Genesis 5: A Son in His Own Likeness

"This is the book of the generation of Adam. When God created man he made him in the likeness of God. Male and female he created them and blessed them and named them Adam when they were created. When Adam had lived a hundred and thirty years, he became the father of a son in his own likeness, after his image, and named him Seth."

It's interesting to me that it is Adam who names Seth. Eve had named Cain, their first son. The impression I get from this passage is that Seth is very much his father's boy, and the apple of his eye " he became the father of a son in his own likeness, after his image, and named his Seth." Seth is the "spittin' image" of his papa.

All this throws a new light on what it means for Adam to be in the likeness and image of God. This passage wants us to think again about what it means that Adam was in the image and likeness of God.

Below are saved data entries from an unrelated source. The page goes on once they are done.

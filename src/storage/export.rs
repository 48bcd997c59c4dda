//! Training-set export.
//!
//! Feature rows and reaction-test results are captured on different clocks
//! (60 s vs 300 s), so the export joins them by hour bucket rather than by
//! key: each feature row takes the focus score of the latest reaction test
//! in the same `floor(ts / 3600)` bucket, and rows with no test in their
//! hour are left out of the labeled set.

use crate::storage::{Storage, StorageError};
use chrono::{DateTime, Local, Timelike};
use log::info;
use std::collections::HashMap;
use std::f64::consts::TAU;
use std::fmt::Write as _;
use std::path::Path;

const BUCKET_SECS: f64 = 3600.0;

/// Labels derived from the joined focus score.
fn target_state(focus_score: f64) -> &'static str {
    if focus_score > 0.7 {
        "Deep Focus"
    } else if focus_score >= 0.3 {
        "Open"
    } else {
        "Overheat"
    }
}

/// Cyclical encoding of an hour of day.
fn cyclical_hour(hour: u32) -> (f64, f64) {
    let angle = TAU * hour as f64 / 24.0;
    (angle.sin(), angle.cos())
}

fn hour_features(unix_secs: f64) -> (f64, f64) {
    let hour = DateTime::from_timestamp_millis((unix_secs * 1000.0) as i64)
        .map(|ts| ts.with_timezone(&Local).hour())
        .unwrap_or(0);
    cyclical_hour(hour)
}

/// Minimal CSV quoting: only fields containing a delimiter, quote, or
/// newline are wrapped.
fn csv_field(value: &str) -> String {
    if value.contains([',', '"', '\n', '\r']) {
        format!("\"{}\"", value.replace('"', "\"\""))
    } else {
        value.to_string()
    }
}

struct FeatureRow {
    timestamp: f64,
    typing_speed: u32,
    avg_key_interval: f64,
    std_key_interval: f64,
    max_key_interval: f64,
    min_key_interval: f64,
    mistype_count: u32,
    avg_key_hold: f64,
    pointer_distance: f64,
    pointer_avg_speed: f64,
    click_count: u32,
    left_click_count: u32,
    right_click_count: u32,
    still_ratio: f64,
    work_category: String,
    window_switch_count: u32,
    temperature: f64,
    humidity: f64,
    pressure: f64,
}

impl Storage {
    /// Write the labeled training set as CSV. `categories` fixes the one-hot
    /// column order so exports are schema-stable across runs. Returns the
    /// number of labeled rows written.
    pub fn export_dataset(
        &self,
        path: &Path,
        categories: &[String],
    ) -> Result<usize, StorageError> {
        let scores = self.latest_score_per_bucket()?;
        let rows = self.feature_rows()?;

        let mut out = String::new();
        out.push_str(
            "timestamp,typing_speed,avg_key_interval,std_key_interval,\
             max_key_interval,min_key_interval,mistype_count,avg_key_hold,\
             pointer_distance,pointer_avg_speed,click_count,left_click_count,\
             right_click_count,still_ratio,window_switch_count,\
             temperature,humidity,pressure",
        );
        for category in categories {
            let _ = write!(out, ",work_category_{category}");
        }
        out.push_str(",hour_sin,hour_cos,target_focus_score,target_state\n");

        let mut written = 0usize;
        for row in rows {
            let bucket = (row.timestamp / BUCKET_SECS).floor() as i64;
            let score = match scores.get(&bucket) {
                Some((_, score)) => *score,
                None => continue,
            };

            let (hour_sin, hour_cos) = hour_features(row.timestamp);
            let _ = write!(
                out,
                "{},{},{},{},{},{},{},{},{},{},{},{},{},{},{},{},{},{}",
                row.timestamp,
                row.typing_speed,
                row.avg_key_interval,
                row.std_key_interval,
                row.max_key_interval,
                row.min_key_interval,
                row.mistype_count,
                row.avg_key_hold,
                row.pointer_distance,
                row.pointer_avg_speed,
                row.click_count,
                row.left_click_count,
                row.right_click_count,
                row.still_ratio,
                row.window_switch_count,
                row.temperature,
                row.humidity,
                row.pressure,
            );
            for category in categories {
                let hot = if row.work_category == *category { 1 } else { 0 };
                let _ = write!(out, ",{hot}");
            }
            let _ = writeln!(
                out,
                ",{hour_sin},{hour_cos},{score},{}",
                csv_field(target_state(score))
            );
            written += 1;
        }

        std::fs::write(path, out)?;
        info!("exported {written} labeled rows to {}", path.display());
        Ok(written)
    }

    /// Write every feature row unjoined and unlabeled.
    pub fn export_raw(&self, path: &Path) -> Result<usize, StorageError> {
        let rows = self.feature_rows()?;

        let mut out = String::new();
        out.push_str(
            "timestamp,typing_speed,avg_key_interval,std_key_interval,\
             max_key_interval,min_key_interval,mistype_count,avg_key_hold,\
             pointer_distance,pointer_avg_speed,click_count,left_click_count,\
             right_click_count,still_ratio,work_category,window_switch_count,\
             temperature,humidity,pressure\n",
        );

        for row in &rows {
            let _ = writeln!(
                out,
                "{},{},{},{},{},{},{},{},{},{},{},{},{},{},{},{},{},{},{}",
                row.timestamp,
                row.typing_speed,
                row.avg_key_interval,
                row.std_key_interval,
                row.max_key_interval,
                row.min_key_interval,
                row.mistype_count,
                row.avg_key_hold,
                row.pointer_distance,
                row.pointer_avg_speed,
                row.click_count,
                row.left_click_count,
                row.right_click_count,
                row.still_ratio,
                csv_field(&row.work_category),
                row.window_switch_count,
                row.temperature,
                row.humidity,
                row.pressure,
            );
        }

        std::fs::write(path, out)?;
        info!("exported {} raw rows to {}", rows.len(), path.display());
        Ok(rows.len())
    }

    /// Latest (by timestamp) focus score per hour bucket.
    fn latest_score_per_bucket(&self) -> Result<HashMap<i64, (f64, f64)>, StorageError> {
        let mut stmt = self
            .conn()
            .prepare("SELECT timestamp, focus_score FROM pvt_results")?;
        let mut scores: HashMap<i64, (f64, f64)> = HashMap::new();

        let mut rows = stmt.query([])?;
        while let Some(row) = rows.next()? {
            let ts: f64 = row.get(0)?;
            let score: f64 = row.get(1)?;
            let bucket = (ts / BUCKET_SECS).floor() as i64;
            match scores.get(&bucket) {
                Some((existing_ts, _)) if *existing_ts >= ts => {}
                _ => {
                    scores.insert(bucket, (ts, score));
                }
            }
        }

        Ok(scores)
    }

    fn feature_rows(&self) -> Result<Vec<FeatureRow>, StorageError> {
        let mut stmt = self.conn().prepare(
            "SELECT timestamp, typing_speed, avg_key_interval, std_key_interval,
                    max_key_interval, min_key_interval, mistype_count,
                    avg_key_hold, pointer_distance, pointer_avg_speed,
                    click_count, left_click_count, right_click_count,
                    still_ratio, work_category, window_switch_count,
                    temperature, humidity, pressure
             FROM training_data
             ORDER BY timestamp",
        )?;

        let rows = stmt
            .query_map([], |row| {
                Ok(FeatureRow {
                    timestamp: row.get(0)?,
                    typing_speed: row.get(1)?,
                    avg_key_interval: row.get(2)?,
                    std_key_interval: row.get(3)?,
                    max_key_interval: row.get(4)?,
                    min_key_interval: row.get(5)?,
                    mistype_count: row.get(6)?,
                    avg_key_hold: row.get(7)?,
                    pointer_distance: row.get(8)?,
                    pointer_avg_speed: row.get(9)?,
                    click_count: row.get(10)?,
                    left_click_count: row.get(11)?,
                    right_click_count: row.get(12)?,
                    still_ratio: row.get(13)?,
                    work_category: row.get(14)?,
                    window_switch_count: row.get(15)?,
                    temperature: row.get(16)?,
                    humidity: row.get(17)?,
                    pressure: row.get(18)?,
                })
            })?
            .collect::<Result<Vec<_>, _>>()?;

        Ok(rows)
    }
}

#[cfg(test)]
mod tests {
    use super::*;

    #[test]
    fn test_target_state_thresholds() {
        assert_eq!(target_state(0.9), "Deep Focus");
        assert_eq!(target_state(0.71), "Deep Focus");
        assert_eq!(target_state(0.7), "Open");
        assert_eq!(target_state(0.3), "Open");
        assert_eq!(target_state(0.29), "Overheat");
    }

    #[test]
    fn test_csv_field_quoting() {
        assert_eq!(csv_field("plain"), "plain");
        assert_eq!(csv_field("a,b"), "\"a,b\"");
        assert_eq!(csv_field("say \"hi\""), "\"say \"\"hi\"\"\"");
    }

    #[test]
    fn test_hour_features_are_on_unit_circle() {
        let (sin, cos) = hour_features(1_700_000_000.0);
        assert!((sin * sin + cos * cos - 1.0).abs() < 1e-9);
    }

    #[test]
    fn test_cyclical_hour_at_fourteen() {
        let (sin, cos) = cyclical_hour(14);
        let angle = TAU * 14.0 / 24.0;
        assert!((sin - angle.sin()).abs() < 1e-12);
        assert!((cos - angle.cos()).abs() < 1e-12);
        // Afternoon sits in the third quadrant of the day circle.
        assert!(sin < 0.0 && cos < 0.0);
    }
}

In past centuries, the idea of the "image of God" has had to carry around with it all sorts of ideological freight. We are "in the image of God" when we love. No, other scholars have said in my hearing, we are in the image of God when we create. But I prefer the simpler explanation of one scholar who says that Adam looked like God. That's it. Adam looked a lot like God, just as Seth looked a lot like Adam.

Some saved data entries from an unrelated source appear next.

//! Transparency features for user trust.

pub mod log;

pub use log::{
    create_shared_log, create_shared_log_with_persistence, SharedTransparencyLog, TransparencyLog,
    TransparencyStats,
};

First, the use of the words "image" and "likeness" refer to statues, idols, pictures. God created a walking, talking, breathing statue of himself when he created Adam. What a slap in the face this would be to all idolatry. Later, the Israelites, in imitation of their neighbors, would make idols of silver and gold. But these pale in comparison to the "real" statue that God has made in Adam. In others words we are the real deal, not those gold and silver statuettes that can't move or talk or breathe. Idols are beneath our dignity to create. Put it another way, wouldn't the reader of Genesis conclude something like: We are what is beautiful, what God delights in, not those pieces of scrap metal.

But there is something more that this passage in Genesis 5 suggests to me and that is that just as Seth was the his daddy's boy, the apple of Adam's eye, so we are to conclude that Adam was his daddy's boy, the apple of God's eye, as we read in Luke 3:37, "Adam, the son of God."

To call someone "son"---that alone carries heavy connotations in the Bible. "Son" means beloved so many times in the Bible. Witness David mourning for Absolom, " O my son! Absolom! My son, my son!" Who can hear these words and not be moved by such a loss and such a love.